DATA section start

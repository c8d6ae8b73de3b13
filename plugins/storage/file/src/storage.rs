use std::collections::BTreeMap;
use std::fs::File;
use std::io::{BufRead, BufReader, Seek, SeekFrom, Write};
use std::path::{Path, PathBuf};
use std::sync::Arc;

use base64::Engine;
use base64::engine::general_purpose::STANDARD as B64;
use parking_lot::RwLock;

use tally_api::{KeyValueStore, PurchaseRecord, Split, SplitScanner, StorageError, split_key_ranges};

use super::config::{FileStoreConfig, LogLine, LogLineRef, LogRecord};

pub const LOG_FILE_NAME: &str = "purchases.jsonl";

// ════════════════════════════════════════════════════════════════
//  FileStore
// ════════════════════════════════════════════════════════════════

struct LogState {
    file: File,
    /// Bytes of complete lines in the log; the next append starts here.
    len: u64,
    /// key → offset of the newest line for that key.
    index: BTreeMap<Vec<u8>, u64>,
}

pub struct FileStore {
    path: PathBuf,
    keys_per_split: usize,
    sync_writes: bool,
    state: Arc<RwLock<LogState>>,
}

impl FileStore {
    /// Open (or create) the log under `config.data_dir` and rebuild the index.
    ///
    /// A final line without a trailing newline is a torn append from a crash:
    /// it is cut off with a warning. Any other unreadable line is an error.
    pub fn open(config: &FileStoreConfig) -> Result<Self, StorageError> {
        std::fs::create_dir_all(&config.data_dir).map_err(|e| {
            StorageError::io(format!("mkdir {}: {e}", config.data_dir.display()))
        })?;
        let path = config.data_dir.join(LOG_FILE_NAME);

        let file = std::fs::OpenOptions::new()
            .create(true)
            .append(true)
            .open(&path)
            .map_err(|e| StorageError::io(format!("open {}: {e}", path.display())))?;

        let (index, len) = replay(&path)?;
        let on_disk = file
            .metadata()
            .map_err(|e| StorageError::io(format!("stat {}: {e}", path.display())))?
            .len();
        if on_disk > len {
            tracing::warn!(
                path = %path.display(),
                torn_bytes = on_disk - len,
                "truncating incomplete final line"
            );
            file.set_len(len)
                .map_err(|e| StorageError::io(format!("truncate {}: {e}", path.display())))?;
        }

        tracing::info!(path = %path.display(), keys = index.len(), bytes = len, "opened purchase log");

        Ok(Self {
            path,
            keys_per_split: config.keys_per_split,
            sync_writes: config.sync_writes,
            state: Arc::new(RwLock::new(LogState { file, len, index })),
        })
    }

    pub fn path(&self) -> &Path {
        &self.path
    }

    pub fn len(&self) -> usize {
        self.state.read().index.len()
    }

    pub fn is_empty(&self) -> bool {
        self.state.read().index.is_empty()
    }

    fn serialize_line(key: &[u8], record: &PurchaseRecord) -> Result<Vec<u8>, StorageError> {
        let mut line = serde_json::to_vec(&LogLineRef {
            key: B64.encode(key),
            record,
        })
        .map_err(|e| StorageError::format(format!("json serialize: {e}")))?;
        line.push(b'\n');
        Ok(line)
    }
}

impl KeyValueStore for FileStore {
    fn write(&self, key: &[u8], record: &PurchaseRecord) -> Result<(), StorageError> {
        let line = Self::serialize_line(key, record)?;

        let mut state = self.state.write();
        let offset = state.len;
        let mut appended = state.file.write_all(&line);
        if appended.is_ok() && self.sync_writes {
            appended = state.file.sync_data();
        }

        if let Err(e) = appended {
            // Drop a partial line so the next append starts on a line boundary.
            if let Err(trunc) = state.file.set_len(offset) {
                tracing::error!(path = %self.path.display(), error = %trunc, "failed to roll back partial append");
            }
            return Err(StorageError::io(format!("append {}: {e}", self.path.display())));
        }

        state.len += line.len() as u64;
        state.index.insert(key.to_vec(), offset);
        Ok(())
    }

    fn read(&self, key: &[u8]) -> Result<Option<PurchaseRecord>, StorageError> {
        let offset = self.state.read().index.get(key).copied();
        match offset {
            Some(offset) => read_record_at(&self.path, offset).map(Some),
            None => Ok(None),
        }
    }

    fn list_splits(&self) -> Result<Vec<Split>, StorageError> {
        let state = self.state.read();
        Ok(split_key_ranges(state.index.keys().map(Vec::as_slice), self.keys_per_split))
    }

    fn create_scanner(&self, split: &Split) -> Box<dyn SplitScanner> {
        Box::new(FileScanner {
            state: self.state.clone(),
            path: self.path.clone(),
            split: split.clone(),
            cursor: None,
        })
    }
}

// ════════════════════════════════════════════════════════════════
//  FileScanner
// ════════════════════════════════════════════════════════════════

/// Walks one split of the index in key order, reading each record body from
/// the log. The index lock is released before any file I/O.
struct FileScanner {
    state: Arc<RwLock<LogState>>,
    path: PathBuf,
    split: Split,
    cursor: Option<Vec<u8>>,
}

impl SplitScanner for FileScanner {
    fn initialize(&mut self, split: &Split) -> Result<(), StorageError> {
        self.split = split.clone();
        self.cursor = None;
        Ok(())
    }

    fn next_record(&mut self) -> Result<Option<PurchaseRecord>, StorageError> {
        let next = {
            let Some(bounds) = self.split.remaining(self.cursor.as_deref()) else {
                return Ok(None);
            };
            let state = self.state.read();
            state
                .index
                .range::<[u8], _>(bounds)
                .next()
                .map(|(k, offset)| (k.clone(), *offset))
        };

        let Some((key, offset)) = next else {
            return Ok(None);
        };
        let record = read_record_at(&self.path, offset)?;
        self.cursor = Some(key);
        Ok(Some(record))
    }
}

// ════════════════════════════════════════════════════════════════
//  Helpers
// ════════════════════════════════════════════════════════════════

/// Rebuild the index from the log. Returns the index and the byte length of
/// the complete lines (anything after it is a torn tail).
fn replay(path: &Path) -> Result<(BTreeMap<Vec<u8>, u64>, u64), StorageError> {
    let f = File::open(path).map_err(|e| StorageError::io(format!("open {}: {e}", path.display())))?;
    let mut reader = BufReader::new(f);

    let mut index = BTreeMap::new();
    let mut offset = 0u64;
    let mut line_no = 0usize;
    let mut buf = Vec::new();

    loop {
        buf.clear();
        let n = reader
            .read_until(b'\n', &mut buf)
            .map_err(|e| StorageError::io(format!("read {}: {e}", path.display())))?;
        if n == 0 || buf.last() != Some(&b'\n') {
            break;
        }
        line_no += 1;

        let line: LogLine = serde_json::from_slice(&buf[..n - 1]).map_err(|e| {
            StorageError::corrupt(format!("parse json: {e}"))
                .with_context(format!("{}:{line_no}", path.display()))
        })?;
        let key = B64.decode(line.key.as_bytes()).map_err(|e| {
            StorageError::corrupt(format!("decode key: {e}"))
                .with_context(format!("{}:{line_no}", path.display()))
        })?;

        index.insert(key, offset);
        offset += n as u64;
    }

    Ok((index, offset))
}

fn read_record_at(path: &Path, offset: u64) -> Result<PurchaseRecord, StorageError> {
    let mut f = File::open(path).map_err(|e| StorageError::io(format!("open {}: {e}", path.display())))?;
    f.seek(SeekFrom::Start(offset))
        .map_err(|e| StorageError::io(format!("seek: {e}")))?;

    let mut buf = Vec::new();
    BufReader::new(f)
        .read_until(b'\n', &mut buf)
        .map_err(|e| StorageError::io(format!("read: {e}")))?;

    let line: LogRecord = serde_json::from_slice(buf.strip_suffix(b"\n").unwrap_or(&buf)).map_err(|e| {
        StorageError::corrupt(format!("parse json: {e}"))
            .with_context(format!("{}@{offset}", path.display()))
    })?;
    Ok(line.record)
}

#[cfg(test)]
mod tests {
    use super::*;

    use tally_api::{ErrorKind, ProductId, records};
    use tempfile::TempDir;

    fn open(dir: &TempDir) -> FileStore {
        FileStore::open(&FileStoreConfig::new(dir.path())).unwrap()
    }

    fn purchase(customer: &str, product: &str, quantity: u32) -> PurchaseRecord {
        PurchaseRecord::new(customer, product, quantity, 1_700_000_000_000)
    }

    fn scan_everything(store: &FileStore) -> Vec<PurchaseRecord> {
        let mut out = Vec::new();
        for split in store.list_splits().unwrap() {
            let mut scanner = store.create_scanner(&split);
            out.extend(records(scanner.as_mut()).map(Result::unwrap));
        }
        out
    }

    #[test]
    fn read_after_write() {
        let tmp = TempDir::new().unwrap();
        let store = open(&tmp);
        let record = purchase("bob", "apple", 3);

        store.write(b"1700000000000bobapple", &record).unwrap();
        assert_eq!(store.read(b"1700000000000bobapple").unwrap(), Some(record));
        assert_eq!(store.read(b"missing").unwrap(), None);
    }

    #[test]
    fn binary_keys_round_trip() {
        let tmp = TempDir::new().unwrap();
        let store = open(&tmp);
        let key = [0u8, 255, b'\n', 7];
        let record = PurchaseRecord::new("cat", ProductId::Numeric(287), 32, 5);

        store.write(&key, &record).unwrap();
        drop(store);

        let reopened = open(&tmp);
        assert_eq!(reopened.read(&key).unwrap(), Some(record));
    }

    #[test]
    fn reopen_replays_last_write_wins() {
        let tmp = TempDir::new().unwrap();
        {
            let store = open(&tmp);
            store.write(b"a", &purchase("joe", "pear", 1)).unwrap();
            store.write(b"b", &purchase("joe", "banana", 10)).unwrap();
            store.write(b"a", &purchase("joe", "pear", 4)).unwrap();
        }

        let store = open(&tmp);
        assert_eq!(store.len(), 2);
        assert_eq!(store.read(b"a").unwrap().unwrap().quantity(), 4);

        let quantities: Vec<u32> = scan_everything(&store).iter().map(|r| r.quantity()).collect();
        assert_eq!(quantities, vec![4, 10]);
    }

    #[test]
    fn torn_tail_is_truncated_on_open() {
        let tmp = TempDir::new().unwrap();
        {
            let store = open(&tmp);
            store.write(b"a", &purchase("bob", "apple", 3)).unwrap();
        }
        let path = tmp.path().join(LOG_FILE_NAME);
        let intact = std::fs::metadata(&path).unwrap().len();
        {
            let mut f = std::fs::OpenOptions::new().append(true).open(&path).unwrap();
            f.write_all(b"{\"key\":\"Yg==\",\"rec").unwrap();
        }

        let store = open(&tmp);
        assert_eq!(std::fs::metadata(&path).unwrap().len(), intact);
        assert_eq!(store.len(), 1);

        store.write(b"b", &purchase("kat", "orange", 2)).unwrap();
        drop(store);
        let store = open(&tmp);
        assert_eq!(store.read(b"b").unwrap().unwrap().customer(), "kat");
    }

    #[test]
    fn damaged_line_in_the_middle_is_corruption() {
        let tmp = TempDir::new().unwrap();
        let path = tmp.path().join(LOG_FILE_NAME);
        std::fs::write(&path, "not json\n").unwrap();

        let err = FileStore::open(&FileStoreConfig::new(tmp.path())).err().unwrap();
        assert_eq!(err.kind, ErrorKind::Corrupt);
        assert!(err.message.contains(":1:"), "{}", err.message);
    }

    #[test]
    fn splits_cover_all_keys() {
        let tmp = TempDir::new().unwrap();
        let mut config = FileStoreConfig::new(tmp.path());
        config.keys_per_split = 2;
        let store = FileStore::open(&config).unwrap();

        for i in 0..5 {
            store.write(format!("k{i}").as_bytes(), &purchase("c", "p", i)).unwrap();
        }
        assert_eq!(store.list_splits().unwrap().len(), 3);
        assert_eq!(scan_everything(&store).len(), 5);
    }

    #[test]
    fn scanner_restarts_from_split_start() {
        let tmp = TempDir::new().unwrap();
        let store = open(&tmp);
        store.write(b"a", &purchase("a", "p", 1)).unwrap();
        store.write(b"b", &purchase("b", "p", 2)).unwrap();

        let split = Split::full();
        let mut scanner = store.create_scanner(&split);
        assert_eq!(scanner.next_record().unwrap().unwrap().customer(), "a");
        scanner.initialize(&split).unwrap();
        assert_eq!(records(scanner.as_mut()).count(), 2);
    }

    #[test]
    fn sync_writes_option() {
        let tmp = TempDir::new().unwrap();
        let mut config = FileStoreConfig::new(tmp.path().join("nested"));
        config.sync_writes = true;
        let store = FileStore::open(&config).unwrap();
        store.write(b"k", &purchase("bob", "apple", 3)).unwrap();
        assert!(store.path().ends_with(LOG_FILE_NAME));
        assert_eq!(store.len(), 1);
    }
}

DATA section end

• INSTRUCTIONS TO FOLLOW: Copy each line in the entries above where the word "lines" shows up.

• YOUR RESPONSE:
    /// Bytes of complete lines in the log; the next append starts here.
/// the complete lines (anything after it is a torn tail).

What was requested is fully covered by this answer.